Mr Mowbray said at the moment most advisers are, as a result of FCA rhetoric and specific experience during FCA reviews, focused on annuities for most clients, which is set to change dramatically in the years to come.

In a previous interview with FTAdviser in March, Mr Mowbray had called for the FCA to completely split the nature of how it regulates retail investment advice to create a new category for decumulation advisers.

In particular, Mr Mowbray hinted that a less “stringent” regulatory approach is needed for at retirement advisers.

His words echoed comments from IFAs, including one who told FTAdviser his experience from regulatory reviews was that the FCA would preclude the vast majority of clients from using flexible drawdown and that even capped drawdown has to be “extensively argued”.

The FCA refused to be drawn on whether it will be publishing specific decumulation guidance as part of its proposals for retirement guidance, promised by the chancellor at the Budget.

A spokesperson said: “We are currently looking at what the guidance guarantee will look like but we are not specifically looking at decumulation.”

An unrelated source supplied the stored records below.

//! Adapter handles
//!
//! A handle is what the registry hands out: the descriptor, the live adapter
//! and the circuit breaker guarding it. Every business call and every health
//! probe goes through the handle's breaker.

use std::fmt;
use std::sync::{Arc, Mutex};
use std::time::Duration;

use async_trait::async_trait;
use serde::Serialize;
use tracing::{info, warn};

use core_kernel::{
    dispatch, AdapterError, AdapterId, EntityType, NormalizedEntity, OperationMetadata,
    ProviderAdapter,
};
use domain_resilience::{BreakerError, CircuitBreaker, ProbeTarget};

use crate::descriptor::AdapterDescriptor;

/// Lifecycle status of a registered adapter
#[derive(Debug, Clone, Copy, PartialEq, Eq, Serialize)]
#[serde(rename_all = "snake_case")]
pub enum AdapterStatus {
    /// Instantiated, not started
    Registered,
    Starting,
    Running,
    /// `start()` returned an error
    Failed,
    /// Not started because a dependency is not running
    Blocked,
    Stopped,
}

pub struct AdapterHandle {
    descriptor: AdapterDescriptor,
    adapter: Arc<dyn ProviderAdapter>,
    breaker: CircuitBreaker,
    status: Mutex<AdapterStatus>,
}

impl AdapterHandle {
    pub fn new(
        descriptor: AdapterDescriptor,
        adapter: Arc<dyn ProviderAdapter>,
        breaker: CircuitBreaker,
    ) -> Self {
        Self {
            descriptor,
            adapter,
            breaker,
            status: Mutex::new(AdapterStatus::Registered),
        }
    }

    pub fn id(&self) -> &AdapterId {
        &self.descriptor.id
    }

    pub fn descriptor(&self) -> &AdapterDescriptor {
        &self.descriptor
    }

    pub fn adapter(&self) -> &Arc<dyn ProviderAdapter> {
        &self.adapter
    }

    pub fn breaker(&self) -> &CircuitBreaker {
        &self.breaker
    }

    pub fn priority(&self) -> u32 {
        self.descriptor.priority()
    }

    pub fn status(&self) -> AdapterStatus {
        *self.status.lock().unwrap_or_else(|poisoned| poisoned.into_inner())
    }

    pub(crate) fn set_status(&self, status: AdapterStatus) {
        *self.status.lock().unwrap_or_else(|poisoned| poisoned.into_inner()) = status;
    }

    /// Writes `payload` through the capability matching `entity_type`
    ///
    /// The call is guarded by the breaker and bounded by `timeout`, or by the
    /// descriptor's timeout when none is given.
    pub async fn invoke(
        &self,
        entity_type: EntityType,
        payload: &NormalizedEntity,
        metadata: &OperationMetadata,
        timeout: Option<Duration>,
    ) -> Result<NormalizedEntity, BreakerError> {
        let timeout = timeout.unwrap_or_else(|| self.descriptor.options.timeout());
        self.breaker
            .call_with_timeout(timeout, || {
                dispatch(self.adapter.as_ref(), entity_type, payload, metadata)
            })
            .await
    }

    pub(crate) async fn start(&self) -> Result<(), AdapterError> {
        self.set_status(AdapterStatus::Starting);
        match self.adapter.start().await {
            Ok(()) => {
                self.set_status(AdapterStatus::Running);
                info!(adapter_id = %self.id(), provider_type = %self.descriptor.provider_type, "Adapter started");
                Ok(())
            }
            Err(error) => {
                self.set_status(AdapterStatus::Failed);
                warn!(adapter_id = %self.id(), error = %error, "Adapter failed to start");
                Err(error)
            }
        }
    }

    pub(crate) async fn stop(&self) -> Result<(), AdapterError> {
        let result = self.adapter.stop().await;
        self.set_status(AdapterStatus::Stopped);
        match &result {
            Ok(()) => info!(adapter_id = %self.id(), "Adapter stopped"),
            Err(error) => warn!(adapter_id = %self.id(), error = %error, "Adapter did not stop cleanly"),
        }
        result
    }
}

impl fmt::Debug for AdapterHandle {
    fn fmt(&self, f: &mut fmt::Formatter<'_>) -> fmt::Result {
        f.debug_struct("AdapterHandle")
            .field("id", self.id())
            .field("provider_type", &self.descriptor.provider_type)
            .field("status", &self.status())
            .field("circuit_state", &self.breaker.state())
            .finish()
    }
}

#[async_trait]
impl ProbeTarget for AdapterHandle {
    fn adapter_id(&self) -> &AdapterId {
        self.id()
    }

    fn breaker(&self) -> &CircuitBreaker {
        &self.breaker
    }

    async fn probe(&self) -> Result<(), AdapterError> {
        self.adapter.probe().await
    }
}
//! Integration Gateway - API Server Binary
//!
//! Loads the adapter configuration, starts every adapter in dependency
//! order, runs the health monitor and serves the HTTP API.
//!
//! # Usage
//!
//! ```bash
//! # Adapters from ./integration.toml
//! cargo run --bin integration-gateway
//!
//! # Adapters and sync history in PostgreSQL
//! INTEGRATION__DATABASE_URL=postgres://... cargo run --bin integration-gateway
//! ```
//!
//! # Environment Variables
//!
//! * `INTEGRATION_CONFIG` - Config file name without extension (default: integration)
//! * `INTEGRATION__HOST` / `INTEGRATION__PORT` - Listen address (default: 0.0.0.0:8080)
//! * `INTEGRATION__LOG_LEVEL` - Used when `RUST_LOG` is unset (default: info)
//! * `INTEGRATION__LOG_FORMAT` - `text` or `json`
//! * `INTEGRATION__DATABASE_URL` - Enables PostgreSQL persistence
//! * `INTEGRATION__SECRETS_PREFIX` - Prefix for credential environment variables

use std::net::SocketAddr;
use std::sync::Arc;

use anyhow::Context;
use tokio::net::TcpListener;
use tokio::sync::watch;
use tracing_subscriber::{layer::SubscriberExt, util::SubscriberInitExt, EnvFilter};

use domain_crm::{register_reference_builders, CrmIntegrationManager, InMemorySyncHistory, SyncHistory};
use domain_registry::{EnvSecretStore, RegistryConfig, ServiceFactory, ServiceRegistry};
use domain_resilience::{BreakerEvents, HealthMonitor, TracingAlertSink};
use infra_db::{
    create_pool, run_migrations, AdapterDescriptorRepository, DatabaseConfig, PostgresSyncHistory,
};
use interface_api::config::{GatewayConfig, LogFormat};
use interface_api::{create_router, AppState};

#[tokio::main]
async fn main() -> anyhow::Result<()> {
    // Load .env file if present (useful for local development)
    dotenvy::dotenv().ok();

    let config_file =
        std::env::var("INTEGRATION_CONFIG").unwrap_or_else(|_| "integration".to_string());
    let config = GatewayConfig::load(&config_file).context("loading configuration")?;

    init_tracing(&config.log_level, config.log_format);

    tracing::info!(
        host = %config.host,
        port = %config.port,
        strategy = %config.crm.strategy,
        "Starting integration gateway"
    );

    let secrets = match &config.secrets_prefix {
        Some(prefix) => EnvSecretStore::with_prefix(prefix.clone()),
        None => EnvSecretStore::new(),
    };
    let mut factory = ServiceFactory::new(Arc::new(secrets));
    register_reference_builders(&mut factory);

    let events = BreakerEvents::default();
    let registry = Arc::new(ServiceRegistry::with_events(Arc::new(factory), events.clone()));

    let (history, descriptors, registry_config) = match &config.database_url {
        Some(url) => {
            let pool = create_pool(DatabaseConfig::new(url.clone())).await?;
            run_migrations(&pool).await?;

            let repository = AdapterDescriptorRepository::new(pool.clone());
            let stored = repository.load_config().await?;
            let registry_config = if stored.adapters.is_empty() {
                config.registry_config()
            } else {
                stored
            };
            let history: Arc<dyn SyncHistory> = Arc::new(PostgresSyncHistory::new(pool));
            (history, Some(repository), registry_config)
        }
        None => {
            let history: Arc<dyn SyncHistory> = Arc::new(InMemorySyncHistory::new());
            (history, None, config.registry_config())
        }
    };

    load_adapters(&registry, registry_config).await?;

    let manager = Arc::new(CrmIntegrationManager::new(
        registry.clone(),
        history,
        config.crm.clone(),
    ));
    let monitor = Arc::new(HealthMonitor::new(
        config.monitor.clone(),
        registry.clone(),
        Arc::new(TracingAlertSink),
    ));

    let (shutdown_tx, shutdown_rx) = watch::channel(false);
    let monitor_task = {
        let monitor = monitor.clone();
        let breaker_events = events.subscribe();
        tokio::spawn(async move { monitor.run(breaker_events, shutdown_rx).await })
    };

    let mut state = AppState::new(registry.clone(), manager, monitor);
    if let Some(repository) = descriptors {
        state = state.with_descriptors(repository);
    }
    let app = create_router(state);

    let addr: SocketAddr = config.server_addr().parse()?;
    tracing::info!(%addr, "Server listening");

    let listener = TcpListener::bind(addr).await?;
    axum::serve(listener, app)
        .with_graceful_shutdown(shutdown_signal())
        .await?;

    let _ = shutdown_tx.send(true);
    if let Err(error) = monitor_task.await {
        tracing::warn!(%error, "Health monitor task ended abnormally");
    }
    let stopped = registry.stop().await;
    tracing::info!(
        stopped = stopped.succeeded.len(),
        failed = stopped.failed.len(),
        "Server shutdown complete"
    );
    Ok(())
}

/// Installs the configuration and starts every adapter
///
/// An invalid configuration is fatal. Adapters that fail to start are
/// reported and left out; the gateway still serves the rest.
async fn load_adapters(registry: &ServiceRegistry, config: RegistryConfig) -> anyhow::Result<()> {
    let summary = registry
        .hot_reload_config(config)
        .await
        .context("invalid adapter configuration")?;
    tracing::info!(adapters = summary.added.len(), "Adapter configuration loaded");

    let report = registry.start().await;
    for failure in &report.failed {
        tracing::error!(adapter_id = %failure.adapter_id, error = %failure.error, "Adapter failed to start");
    }
    for blocked in &report.blocked {
        tracing::warn!(adapter_id = %blocked, "Adapter blocked by a failed dependency");
    }
    Ok(())
}

/// Initializes the tracing subscriber for structured logging
///
/// `RUST_LOG` wins over the configured level.
fn init_tracing(log_level: &str, format: LogFormat) {
    let filter = EnvFilter::try_from_default_env()
        .or_else(|_| EnvFilter::try_new(log_level))
        .unwrap_or_else(|_| EnvFilter::new("info"));

    let registry = tracing_subscriber::registry().with(filter);
    match format {
        LogFormat::Json => registry
            .with(tracing_subscriber::fmt::layer().json().with_target(true))
            .init(),
        LogFormat::Text => registry
            .with(tracing_subscriber::fmt::layer().with_target(true))
            .init(),
    }
}

/// Waits for shutdown signal (Ctrl+C or SIGTERM)
async fn shutdown_signal() {
    let ctrl_c = async {
        if let Err(error) = tokio::signal::ctrl_c().await {
            tracing::error!(%error, "Failed to listen for Ctrl+C");
            std::future::pending::<()>().await;
        }
    };

    #[cfg(unix)]
    let terminate = async {
        match tokio::signal::unix::signal(tokio::signal::unix::SignalKind::terminate()) {
            Ok(mut signal) => {
                signal.recv().await;
            }
            Err(error) => {
                tracing::error!(%error, "Failed to install SIGTERM handler");
                std::future::pending::<()>().await;
            }
        }
    };

    #[cfg(not(unix))]
    let terminate = std::future::pending::<()>();

    tokio::select! {
        _ = ctrl_c => {
            tracing::info!("Received Ctrl+C, initiating graceful shutdown");
        }
        _ = terminate => {
            tracing::info!("Received SIGTERM, initiating graceful shutdown");
        }
    }
}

Mr Mowbray said: “I think the biggest challenge here is potentially the regulator. If you think what the regulator wrote about suitability - they did a whole consultation on how advisers were assessing and demonstrating suitability.

“I would say the outcome from that was really positive and most advisers thought the way the FSA went about that was positive. It was much more principals-based, it was trying to provide guidance and provided a bunch of examples of good and bad practice.

“It didn’t prescribe a set of rules and I think that probably went down well the way they did that and it definitely led to improvements.

“It would be a great benefit if the regulator could come out and provide guidance as to what suitability means to someone at retirement and if they could do that, then that would free up and enable advisers to exploit the benefits of this freedom and choice.”

In March 2011, the then Financial Services Authority published its finalised guidance on ‘Assessing suitability on suitable investment selection’.

It specifically called for measures including assessing a customer’s capacity for loss and identifying customers that are best suited to placing their money in cash deposits because they are unwilling or unable to accept the risk of loss of capital.

Mr Mowbray said: “It would help providers and advisers think about what appropriate default options would be, think about how they should be communicating those options to customers, help them understand what is it they have to make sure they have checked and validated before they make a recommendation.

“All those obvious things and for the regulator that is challenge as this is not a simple problem.”